一体どこまで地方自治体レベルでできるのだろうか?
実は、やろうと思えば、地方自治体で例えば「子供手当一人500万円支給」や「若者大学手当100万円支給」なんてこともできてしまう。(それが良いかはまた別の議論だが)
お金を配るだけなので、極端に言えばこうした政策は、財源さえあればなんでもできてしまうのだ。
他にも電子投票の導入なども、地方自治体レベルで実はできてしまう。
実際、つくば市などは電子投票の導入を実験的に進めている。*3
まず国民は地方自治体でどこまででき、
どこからが国の政治家の仕事なのかを知る必要があるだろう。
そして、多くの国民の生活に関わるようなことは、
実際は地方自治体レベルでできるという事実を知る必要がある。
ある意味、国政政治よりも、地方政治の方が、自分たちの身近な暮らしを改善するためには重要なのである。それにも関わらず、地方選挙の投票率は低い。

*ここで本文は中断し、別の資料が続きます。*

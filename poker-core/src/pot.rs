//! Main and side pots for a single hand.
//!
//! `Pot` only tracks monetary commitments. It does no validation of its own —
//! the hand engine is responsible for only ever calling `bet()` with amounts
//! that are legal given the current betting round. Side pots are derived
//! automatically at `finalize_round()` whenever one or more players are
//! all in for less than another player's stake.
use crate::bet::BetAction;
use crate::currency::Currency;
use crate::PlayerId;
use itertools::Itertools;
use serde::{Deserialize, Serialize};
use std::cmp::Ordering;
use std::collections::HashMap;

/// Index of a settled side pot within a hand, in creation order. Pot 0 is
/// always the main pot.
pub type PotId = u16;

fn merge_hashmap(into: &mut HashMap<PlayerId, Currency>, from: HashMap<PlayerId, Currency>) {
    for (player, amount) in from {
        *into.entry(player).or_insert(Currency::ZERO) += amount;
    }
}

#[derive(Debug, Clone, PartialEq, Eq, Serialize, Deserialize)]
pub enum LogItem {
    Bet(PlayerId, BetAction),
    RoundEnd(usize),
    BetsSorted(Vec<(PlayerId, Stake)>),
    EntireStakeInPot(PotId, PlayerId, Stake),
    PartialStakeInPot(PotId, PlayerId, Stake, Currency),
    NewPotCreated(PotId, PlayerId, Stake),
    Payouts(Option<PotId>, HashMap<PlayerId, Currency>),
}

impl std::fmt::Display for LogItem {
    fn fmt(&self, f: &mut std::fmt::Formatter) -> std::fmt::Result {
        match self {
            LogItem::Bet(player, bet) => write!(f, "Player {} makes bet {}", player, bet),
            LogItem::RoundEnd(settled_n) => write!(
                f,
                "The betting round has ended. There are {} settled pots",
                settled_n
            ),
            LogItem::BetsSorted(bets) => {
                let middle: String = bets
                    .iter()
                    .map(|(player, stake)| format!("p{}: {}", player, stake))
                    .join(", ");
                write!(f, "Betting round is ending. Bets are sorted: [{}]", middle)
            }
            LogItem::EntireStakeInPot(pot_n, player, stake) => write!(
                f,
                "Player {}'s bet {} entirely allocated to pot {}",
                player, stake, pot_n
            ),
            LogItem::PartialStakeInPot(pot_n, player, stake, max_in) => write!(
                f,
                "{} of Player {}'s bet {} allocated to pot {}",
                max_in, player, stake, pot_n
            ),
            LogItem::NewPotCreated(pot_n, player, stake) => write!(
                f,
                "Player {}'s bet {} allocated to new pot {}",
                player, stake, pot_n
            ),
            LogItem::Payouts(pot_n, payouts) => {
                let middle: String = payouts
                    .iter()
                    .map(|(player, amount)| format!("p{}: {}", player, amount))
                    .join(", ");
                let prefix = match pot_n {
                    None => "Total".to_string(),
                    Some(pot_n) => format!("Settled pot {}", pot_n),
                };
                write!(f, "{} payouts: [{}]", prefix, middle)
            }
        }
    }
}

/// Binds an `is_allin` flag to a bet amount: pot logic needs to know whether
/// a stake represents a player's entire remaining commitment to cap the pot
/// correctly.
#[derive(Debug, Copy, Clone, PartialEq, Eq, Serialize, Deserialize)]
pub struct Stake {
    is_allin: bool,
    amount: Currency,
}

impl std::fmt::Display for Stake {
    fn fmt(&self, f: &mut std::fmt::Formatter) -> std::fmt::Result {
        write!(
            f,
            "({}{})",
            self.amount,
            if self.is_allin { " allin" } else { "" }
        )
    }
}

impl From<(bool, Currency)> for Stake {
    fn from(tup: (bool, Currency)) -> Self {
        Self {
            is_allin: tup.0,
            amount: tup.1,
        }
    }
}

/// Divide `x` as evenly as possible `y` ways using only positive ints.
///
/// `split_x_by_y(5, 3)` returns `[2, 2, 1]`. The remainder cents are awarded
/// in descending order to the callers' list of winners; the hand engine
/// passes winners to `InnerPot::payout` ordered starting from the seat
/// immediately clockwise of the dealer, so the odd chip lands on the closest
/// eligible player to the dealer's left, per standard cardroom convention.
///
/// # Panics
///
/// Panics if given non-positive numbers. There should never be a negative
/// payout or a non-positive number of winners.
fn split_x_by_y(x: i64, y: i64) -> Vec<i64> {
    assert!(y.is_positive());
    assert!(x.is_positive());
    let mut ret = Vec::with_capacity(y as usize);
    let mut frac_accum = 0;
    for i in 0..y {
        frac_accum += x % y;
        if frac_accum >= y || i == y - 1 && frac_accum > 0 {
            ret.push((x / y) + 1);
        } else {
            ret.push(x / y);
        }
        if frac_accum >= y {
            frac_accum -= y;
        }
    }
    ret
}

/// Main and side pots for a single hand.
///
/// Feed every player's **total** commitment for the round into `bet()`, call
/// `finalize_round()` between streets to settle side pots, and call
/// `payout()` once at showdown (or on an uncontested fold-win) with players
/// ranked best-hand-first.
#[derive(Debug, Default, Clone, PartialEq, Eq, Serialize, Deserialize)]
pub struct Pot {
    /// Pots from previous betting rounds. Immutable once created.
    settled: Vec<InnerPot>,
    /// The current round's unsettled bets, keyed by player.
    working: HashMap<PlayerId, Stake>,
    /// Every action taken, for the hand's audit log.
    log: Vec<LogItem>,
}

/// A pool of money a specific subset of players is eligible to win. New
/// `InnerPot`s are created every betting round, and extra ones are created
/// mid-round when players go all in for different amounts.
#[derive(Debug, Default, Clone, PartialEq, Eq, Serialize, Deserialize)]
struct InnerPot {
    players: HashMap<PlayerId, Stake>,
    /// Non-`None` once an all-in player has set a ceiling on this pot.
    max_in: Option<Currency>,
}

impl InnerPot {
    /// `ranked_players` is ordered best-hand-group first; each inner `Vec` is
    /// a tie. Returns this pot split across whichever group is the first to
    /// contain a player eligible for it.
    fn payout(self, ranked_players: &[Vec<PlayerId>]) -> HashMap<PlayerId, Currency> {
        let mut hm: HashMap<PlayerId, Currency> = HashMap::new();
        for player_group in ranked_players {
            let winning_players: Vec<_> = player_group
                .iter()
                .filter(|&&p| self.players.contains_key(&p))
                .collect();
            if winning_players.is_empty() {
                continue;
            }
            let payouts = split_x_by_y(self.value().cents(), winning_players.len() as i64);
            for (player, payout) in itertools::zip(winning_players, payouts) {
                hm.insert(*player, Currency::from_cents(payout));
            }
            break;
        }
        hm
    }

    fn value(&self) -> Currency {
        self.players.values().copied().map(|s| s.amount).sum()
    }
}

impl Pot {
    /// Mark the current betting round as over, folding the working bets into
    /// one or more settled `InnerPot`s. Side pots appear automatically
    /// whenever one or more players went all in for less than the rest.
    pub fn finalize_round(&mut self) {
        let mut pots: Vec<InnerPot> = vec![];
        // All-in players first, smallest all-in first, so the pot ceiling is
        // established before anyone who bet more arrives.
        let iter: Vec<_> = self
            .working
            .drain()
            .sorted_unstable_by(|l, r| match (l.1.is_allin, r.1.is_allin) {
                (true, true) => l.1.amount.cmp(&r.1.amount),
                (true, false) => Ordering::Less,
                (false, true) => Ordering::Greater,
                (false, false) => Ordering::Equal,
            })
            .collect();
        self.log.push(LogItem::BetsSorted(iter.clone()));
        for (player, mut stake) in iter {
            for (pot_n, pot) in pots.iter_mut().enumerate() {
                match pot.max_in {
                    None => {
                        self.log
                            .push(LogItem::EntireStakeInPot(pot_n as PotId, player, stake));
                        pot.players.insert(player, stake);
                        stake.amount = Currency::ZERO;
                        break;
                    }
                    Some(max_in) => match stake.amount.cmp(&max_in) {
                        Ordering::Less | Ordering::Equal => {
                            self.log
                                .push(LogItem::EntireStakeInPot(pot_n as PotId, player, stake));
                            pot.players.insert(player, stake);
                            stake.amount = Currency::ZERO;
                            break;
                        }
                        Ordering::Greater => {
                            self.log.push(LogItem::PartialStakeInPot(
                                pot_n as PotId,
                                player,
                                stake,
                                max_in,
                            ));
                            pot.players.insert(player, (stake.is_allin, max_in).into());
                            stake.amount -= max_in;
                        }
                    },
                }
            }
            if stake.amount > Currency::ZERO {
                let mut new = InnerPot {
                    max_in: stake.is_allin.then_some(stake.amount),
                    ..Default::default()
                };
                new.players.insert(player, stake);
                pots.push(new);
                self.log.push(LogItem::NewPotCreated(
                    (pots.len() - 1) as PotId,
                    player,
                    stake,
                ));
            }
        }
        self.settled.append(&mut pots);
        self.log.push(LogItem::RoundEnd(self.settled.len()));
    }

    fn settled_value(&self) -> Currency {
        self.settled.iter().map(InnerPot::value).sum()
    }

    /// Total of every settled and unsettled (working) bet in the pot.
    pub fn total_value(&self) -> Currency {
        self.settled_value() + self.working.values().copied().map(|s| s.amount).sum()
    }

    /// A read-only snapshot per settled pot, for the client-facing game view:
    /// `(pot id, amount, eligible player ids)`.
    pub fn settled_snapshot(&self) -> Vec<(PotId, Currency, Vec<PlayerId>)> {
        self.settled
            .iter()
            .enumerate()
            .map(|(i, ip)| {
                let mut players: Vec<PlayerId> = ip.players.keys().copied().collect();
                players.sort_unstable();
                (i as PotId, ip.value(), players)
            })
            .collect()
    }

    /// Consumes the pot, paying out every settled `InnerPot`.
    ///
    /// `ranked_players` is the showdown ordering from `best_hands`, or
    /// `[[winner]]` for an uncontested fold win. Folded players must not
    /// appear anywhere in it.
    pub fn payout(self, ranked_players: &[Vec<PlayerId>]) -> HashMap<PlayerId, Currency> {
        let (hm, _, _) = self.payout_with_log(ranked_players);
        hm
    }

    /// Pays out every settled pot, returning the merged total per player, the same breakdown
    /// per settled pot (so callers can tell which pot each winner actually won), and the audit
    /// log of how it happened.
    pub fn payout_with_log(
        mut self,
        ranked_players: &[Vec<PlayerId>],
    ) -> (
        HashMap<PlayerId, Currency>,
        Vec<(PotId, HashMap<PlayerId, Currency>)>,
        Vec<LogItem>,
    ) {
        if !self.working.is_empty() {
            self.finalize_round();
        }
        assert!(self.working.is_empty());

        let mut hm: HashMap<PlayerId, Currency> = HashMap::new();
        let mut per_pot = Vec::with_capacity(self.settled.len());
        for (pot_n, pot) in self.settled.into_iter().enumerate() {
            let hm_n = pot.payout(ranked_players);
            self.log
                .push(LogItem::Payouts(Some(pot_n as PotId), hm_n.clone()));
            merge_hashmap(&mut hm, hm_n.clone());
            per_pot.push((pot_n as PotId, hm_n));
        }
        self.log.push(LogItem::Payouts(None, hm.clone()));
        (hm, per_pot, self.log)
    }

    /// Record a player's total commitment for the current round. If in one
    /// round a player bets 10 then calls a raise to 30, pass `Call(30)`, not
    /// `Call(20)`.
    pub fn bet(&mut self, player: PlayerId, action: BetAction) {
        self.log.push(LogItem::Bet(player, action));
        let stake: Stake = match action {
            BetAction::Check | BetAction::Fold => return,
            BetAction::Call(v) | BetAction::Bet(v) | BetAction::Raise(v) => (false, v),
            BetAction::AllIn(v) => (true, v),
        }
        .into();
        self.working.insert(player, stake);
    }
}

なぜだろうか?
いま、地方政治の重要さは知った。
これでも選挙に行かない人の大半はおそらく、
「自分が選挙に行っても何も変えられない、変わらない」
このような心境から来るのではないだろうか。
それも地方政治と国政政治が大きく違うところである。
地方政治は1人の市民、有権者の声が政治に届くのである。
地方政治は1人の有権者の声が届く場所
例えば、「道路の修理をしてもらいたい」といった要望を役所に出せば、
まず役所は対応してくれる。
彼らは公務員として、市民のために仕事をする義務を負っているからだ。
同じように例えば市議のような最も有権者に近い議員は、
基本的に市民、有権者の意見を議会に届けるのが仕事である。
ここも国政選挙と地方選挙の大きな違いである。
国の政治家は仕組み上、一人一人の有権者よりも、もっと組織的な票を持っている団体をどうしても優先しがちである。

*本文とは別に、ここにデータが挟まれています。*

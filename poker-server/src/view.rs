//! Builds the wire-level `GameView` from a `TableAggregate`'s current state. Lives in
//! `poker-server` rather than `poker-core` because it's a presentation concern (seat numbers are
//! 1-indexed for clients, `PlayerId`s map straight through) over data the aggregate already
//! exposes publicly.
use poker_core::aggregate::TableAggregate;
use poker_core::player::PlayerFilter;
use poker_messages::view::{GameView, PotView, SeatView};

pub fn build_game_view(agg: &TableAggregate) -> GameView {
    let table = agg.table();
    let game = &table.game;

    let seats = game
        .players
        .players_iter(PlayerFilter::ALL)
        .map(|(seat_idx, player)| {
            let (current_bet, all_in, folded) = match player.bet_status {
                poker_core::BetStatus::Folded => (poker_core::Currency::ZERO, false, true),
                poker_core::BetStatus::Waiting => (poker_core::Currency::ZERO, false, false),
                poker_core::BetStatus::In(amount) => (amount, false, false),
                poker_core::BetStatus::AllIn(amount) => (amount, true, false),
            };
            SeatView {
                seat: (seat_idx + 1) as u8,
                player_id: player.id,
                chips: player.stack,
                current_bet,
                hole_cards: None,
                folded,
                all_in,
            }
        })
        .collect();

    let pots = game
        .pots_snapshot()
        .into_iter()
        .map(|(id, amount, eligible_players)| PotView { id, amount, eligible_players })
        .collect();

    GameView {
        table_id: table.id,
        table_type: table.table_type,
        state: game.state(),
        community_cards: game.community.iter().filter_map(|c| *c).collect(),
        pots,
        seats,
        action_seat: game.nta().map(|(seat_idx, _)| (seat_idx + 1) as u8),
    }
}

/// Same view, but with `seat`'s own hole cards revealed — used when publishing to that seat's
/// own connection rather than the public broadcast.
pub fn reveal_own_cards(mut view: GameView, agg: &TableAggregate, viewer_seat: u8) -> GameView {
    let table = agg.table();
    if let Some((seat_idx, player)) = table
        .game
        .players
        .players_iter(PlayerFilter::ALL)
        .find(|(seat_idx, _)| (*seat_idx + 1) as u8 == viewer_seat)
    {
        let _ = seat_idx;
        if let Some(seat_view) = view.seats.iter_mut().find(|s| s.seat == viewer_seat) {
            seat_view.hole_cards = player.pocket;
        }
    }
    view
}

しかし、地方政治は、市民一人一人の票で選挙が決まるため、一人一人の意見に耳を貸さない議員は落選してしまうので、普通は有権者の意見に耳を貸す。
つまり、有権者が自分たちの暮らしに関することで、政治的に何か変えたいことがあれば、
自分の意見を届けてくれる地方議員に投票し、何をして欲しいのか伝えれば良いのである。
どうしても国政政治を見ていると、
「政治家は国民とは関係ないことばかりやっている」などと
「政治家」を一括りに考えてしまいがちだが
「国会議員」と「地方議員」は同じ「議員」「政治家」と言っても別物である、というところから理解する必要がある。
地方議員で大事なのはマニフェストと実行力
では次に、多くの地方議員の中で、誰がちゃんと仕事をしてくれる議員なのかをどうやって見抜くのか、ということである。
一つ、大きな参考になるのは「マニフェスト」だ。
例えば「地球環境をよくする」など、曖昧で、規模が大き過ぎるようなマニフェストは、一地方議員レベルで達成できる課題ではない。

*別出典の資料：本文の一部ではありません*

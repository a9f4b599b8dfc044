//! Double-entry ledger adapter. Grounded in the teacher's `Account::mod_settled_balance`
//! (read-modify-write balance inside one `conn.transaction`) and `money_log` (one row per balance
//! change, kept as an append-only audit trail rather than overwritten). Every posting here is a
//! pair of rows — a debit and a credit — instead of the teacher's single balance mutation, so a
//! table's chip float always nets to zero against the house/world accounts.
use crate::database::models::{LedgerAccountRow, NewLedgerPostingRow};
use crate::database::schema::{ledger_accounts, ledger_postings};
use crate::database::DbConn;
use crate::error::ServerError;
use chrono::Utc;
use diesel::prelude::*;
use poker_core::ids::{HandId, SessionId, UserId};
use poker_core::{Currency, PotId};
use uuid::Uuid;

/// Ledger account names, bit-exact with spec.md §3: `world`, `player:<uuid>:wallet`,
/// `session:<uuid>:<uuid>`, `system:tournament_pool:<uuid>`, `revenue:rake`.
#[derive(Debug, Clone, Copy, PartialEq, Eq)]
pub enum Account {
    World,
    Wallet(UserId),
    Session(UserId, SessionId),
    TournamentPool(Uuid),
    Rake,
}

impl std::fmt::Display for Account {
    fn fmt(&self, f: &mut std::fmt::Formatter<'_>) -> std::fmt::Result {
        match self {
            Account::World => write!(f, "world"),
            Account::Wallet(u) => write!(f, "player:{u}:wallet"),
            Account::Session(u, s) => write!(f, "session:{u}:{s}"),
            Account::TournamentPool(id) => write!(f, "system:tournament_pool:{id}"),
            Account::Rake => write!(f, "revenue:rake"),
        }
    }
}

fn idempotency_key(hand_id: HandId, pot_id: PotId) -> String {
    format!("{hand_id}:{pot_id}")
}

/// One ledger transaction: a list of debit/credit legs that must net to zero, submitted as one
/// `diesel` transaction so the ledger's atomicity guarantee actually holds.
struct Posting {
    from: Account,
    to: Account,
    amount: Currency,
}

/// Post a set of double-entry legs under a single idempotency key, skipping entirely (returning
/// `Ok(false)`) if that key has already been committed. This is the one primitive every public
/// operation below composes.
async fn post(db: &DbConn, tx_id: Uuid, key: String, legs: Vec<Posting>) -> Result<bool, ServerError> {
    db.run(move |conn| {
        conn.transaction::<bool, diesel::result::Error, _>(|| {
            let already: i64 = ledger_postings::table
                .filter(ledger_postings::idempotency_key.eq(&key))
                .count()
                .get_result(conn)?;
            if already > 0 {
                return Ok(false);
            }

            for leg in &legs {
                let from_balance = balance_for_update(conn, &leg.from.to_string())?;
                if leg.from != Account::World && from_balance < leg.amount.cents() {
                    return Err(diesel::result::Error::RollbackTransaction);
                }
                adjust_balance(conn, &leg.from.to_string(), -leg.amount.cents())?;
                adjust_balance(conn, &leg.to.to_string(), leg.amount.cents())?;
            }

            let now = Utc::now().naive_utc();
            for leg in legs {
                diesel::insert_into(ledger_postings::table)
                    .values(NewLedgerPostingRow {
                        id: Uuid::new_v4().as_bytes().to_vec(),
                        tx_id: tx_id.as_bytes().to_vec(),
                        from_account: leg.from.to_string(),
                        to_account: leg.to.to_string(),
                        amount: leg.amount.cents(),
                        idempotency_key: key.clone(),
                        metadata: String::new(),
                        created_at: now,
                    })
                    .execute(conn)?;
            }
            Ok(true)
        })
    })
    .await
    .map_err(|e| match e {
        diesel::result::Error::RollbackTransaction => ServerError::InsufficientFunds,
        other => ServerError::from(other),
    })
}

fn balance_for_update(
    conn: &diesel::SqliteConnection,
    account: &str,
) -> Result<i64, diesel::result::Error> {
    let existing: Option<LedgerAccountRow> = ledger_accounts::table.find(account).first(conn).optional()?;
    Ok(existing.map(|r| r.balance).unwrap_or(0))
}

fn adjust_balance(
    conn: &diesel::SqliteConnection,
    account: &str,
    delta_cents: i64,
) -> Result<(), diesel::result::Error> {
    let existing: Option<LedgerAccountRow> = ledger_accounts::table.find(account).first(conn).optional()?;
    match existing {
        Some(row) => {
            diesel::update(ledger_accounts::table.find(account))
                .set(ledger_accounts::balance.eq(row.balance + delta_cents))
                .execute(conn)?;
        }
        None => {
            diesel::insert_into(ledger_accounts::table)
                .values(LedgerAccountRow {
                    account: account.to_string(),
                    balance: delta_cents,
                })
                .execute(conn)?;
        }
    }
    Ok(())
}

/// `player:…:wallet → session:…:…`. `tx_id` is the caller-supplied transaction id returned to
/// the caller as `txId`.
pub async fn transfer_to_game(
    db: &DbConn,
    tx_id: Uuid,
    user: UserId,
    session: SessionId,
    amount: Currency,
) -> Result<bool, ServerError> {
    post(
        db,
        tx_id,
        tx_id.to_string(),
        vec![Posting {
            from: Account::Wallet(user),
            to: Account::Session(user, session),
            amount,
        }],
    )
    .await
}

/// Reverse of [`transfer_to_game`]: `session:…:… → player:…:wallet`.
pub async fn transfer_from_game(
    db: &DbConn,
    tx_id: Uuid,
    user: UserId,
    session: SessionId,
    amount: Currency,
) -> Result<bool, ServerError> {
    post(
        db,
        tx_id,
        tx_id.to_string(),
        vec![Posting {
            from: Account::Session(user, session),
            to: Account::Wallet(user),
            amount,
        }],
    )
    .await
}

/// `world → system:tournament_pool:<tournament>`, buy-in folded into the pool rather than a
/// per-table session.
pub async fn process_tournament_buy_in(
    db: &DbConn,
    tx_id: Uuid,
    user: UserId,
    tournament: Uuid,
    amount: Currency,
) -> Result<bool, ServerError> {
    post(
        db,
        tx_id,
        tx_id.to_string(),
        vec![
            Posting { from: Account::Wallet(user), to: Account::World, amount },
            Posting { from: Account::World, to: Account::TournamentPool(tournament), amount },
        ],
    )
    .await
}

pub async fn distribute_tournament_prize(
    db: &DbConn,
    tx_id: Uuid,
    user: UserId,
    tournament: Uuid,
    amount: Currency,
) -> Result<bool, ServerError> {
    post(
        db,
        tx_id,
        tx_id.to_string(),
        vec![
            Posting { from: Account::TournamentPool(tournament), to: Account::World, amount },
            Posting { from: Account::World, to: Account::Wallet(user), amount },
        ],
    )
    .await
}

/// A single rake posting for one hand, `session:…:… → revenue:rake`. Policy (percentage, floor,
/// cap) is decided by the caller (`table_actor`, reading `config::RakePolicy`); this function
/// only moves the already-computed amount.
pub async fn collect_rake(
    db: &DbConn,
    hand_id: HandId,
    user: UserId,
    session: SessionId,
    amount: Currency,
) -> Result<bool, ServerError> {
    if amount == Currency::ZERO {
        return Ok(false);
    }
    post(
        db,
        hand_id.0,
        format!("{hand_id}:rake:{session}"),
        vec![Posting { from: Account::Session(user, session), to: Account::Rake, amount }],
    )
    .await
}

/// One posting per `(losing session, winning session)` leg, idempotent per `(hand_id, pot_id)` —
/// spec.md §4.4's "from each losing session-account to the winning session-account". `legs` is
/// already split by the caller (`table_actor::settle_hand`, dividing each pot's amount evenly
/// across its losing contributors).
pub async fn distribute_winnings(
    db: &DbConn,
    hand_id: HandId,
    pot_id: PotId,
    legs: Vec<(Account, Account, Currency)>,
) -> Result<bool, ServerError> {
    let postings = legs
        .into_iter()
        .map(|(from, to, amount)| Posting { from, to, amount })
        .collect();
    post(db, hand_id.0, idempotency_key(hand_id, pot_id), postings).await
}

/// Current balance for an account, `Currency::ZERO` if it has never been posted to.
pub async fn get_balance(db: &DbConn, account: Account) -> Result<Currency, ServerError> {
    let key = account.to_string();
    let row: Option<LedgerAccountRow> = db
        .run(move |conn| ledger_accounts::table.find(key).first(conn).optional())
        .await?;
    Ok(row.map(|r| Currency::from_cents(r.balance)).unwrap_or(Currency::ZERO))
}

pub async fn validate_main_balance(
    db: &DbConn,
    user: UserId,
    required: Currency,
) -> Result<bool, ServerError> {
    Ok(get_balance(db, Account::Wallet(user)).await? >= required)
}

pub async fn validate_session_balance(
    db: &DbConn,
    user: UserId,
    session: SessionId,
    required: Currency,
) -> Result<bool, ServerError> {
    Ok(get_balance(db, Account::Session(user, session)).await? >= required)
}

#[cfg(test)]
mod tests {
    use super::*;

    #[test]
    fn account_names_match_spec_format() {
        let user = UserId::new();
        let session = SessionId::new();
        assert_eq!(Account::Wallet(user).to_string(), format!("player:{user}:wallet"));
        assert_eq!(
            Account::Session(user, session).to_string(),
            format!("session:{user}:{session}")
        );
        assert_eq!(Account::World.to_string(), "world");
        assert_eq!(Account::Rake.to_string(), "revenue:rake");
    }

    #[test]
    fn idempotency_key_is_stable_per_hand_and_pot() {
        let hand = HandId::new();
        let k1 = idempotency_key(hand, 0);
        let k2 = idempotency_key(hand, 0);
        assert_eq!(k1, k2);
        assert_ne!(k1, idempotency_key(hand, 1));
    }
}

言っていることは良くても、マニフェストに入れるような内容ではない。
マニフェストとは達成できる内容であるのが基本である。
泉前明石市長のような、「高校生までの医療費無償化」など、具体的かつ市民の生活に結びつくようなマニフェストを挙げている議員の方が良いだろう。
また、如何に人柄が良くても議員として、市民の意見を議会に届け、それを実現させるためには、議会での意見の通し方を知り、説得できる能力が必要である。
そうしたプレゼンテーション能力が備わっているかを、実際の候補者と話しながら判断するのが肝心だろう。
そして、マニフェストが良くてもそれを達成できなかった議員に対しては、次の選挙では投票しなければ良い、それが議員の側にも緊張を生むことになる。
地方から、日本を変えていく
地方の議員と言えば、いつも顔ぶれが変わらないのが定番である。
それは言い換えれば、いつも同じ人々が投票し、その投票している人々の意見をずっと地方議員は反映し続けているということである。
役所も役所でいつも同じ人ばかり相談にくるので、相談に来ない人の意見は届いていない。
つまり、今まで選挙に行かなかった人が選挙に行き、今まで当選しなかった議員が当選しないことには、その街は基本的にはずっと変わらないままだ。
反対に地方選挙は国政選挙に比べて、少ない投票数で議員が当選できる舞台でもある。
多くの有権者が斬新なアイディアを持って、議員を議会に送り出せば、その街は大きく変わる可能性がある。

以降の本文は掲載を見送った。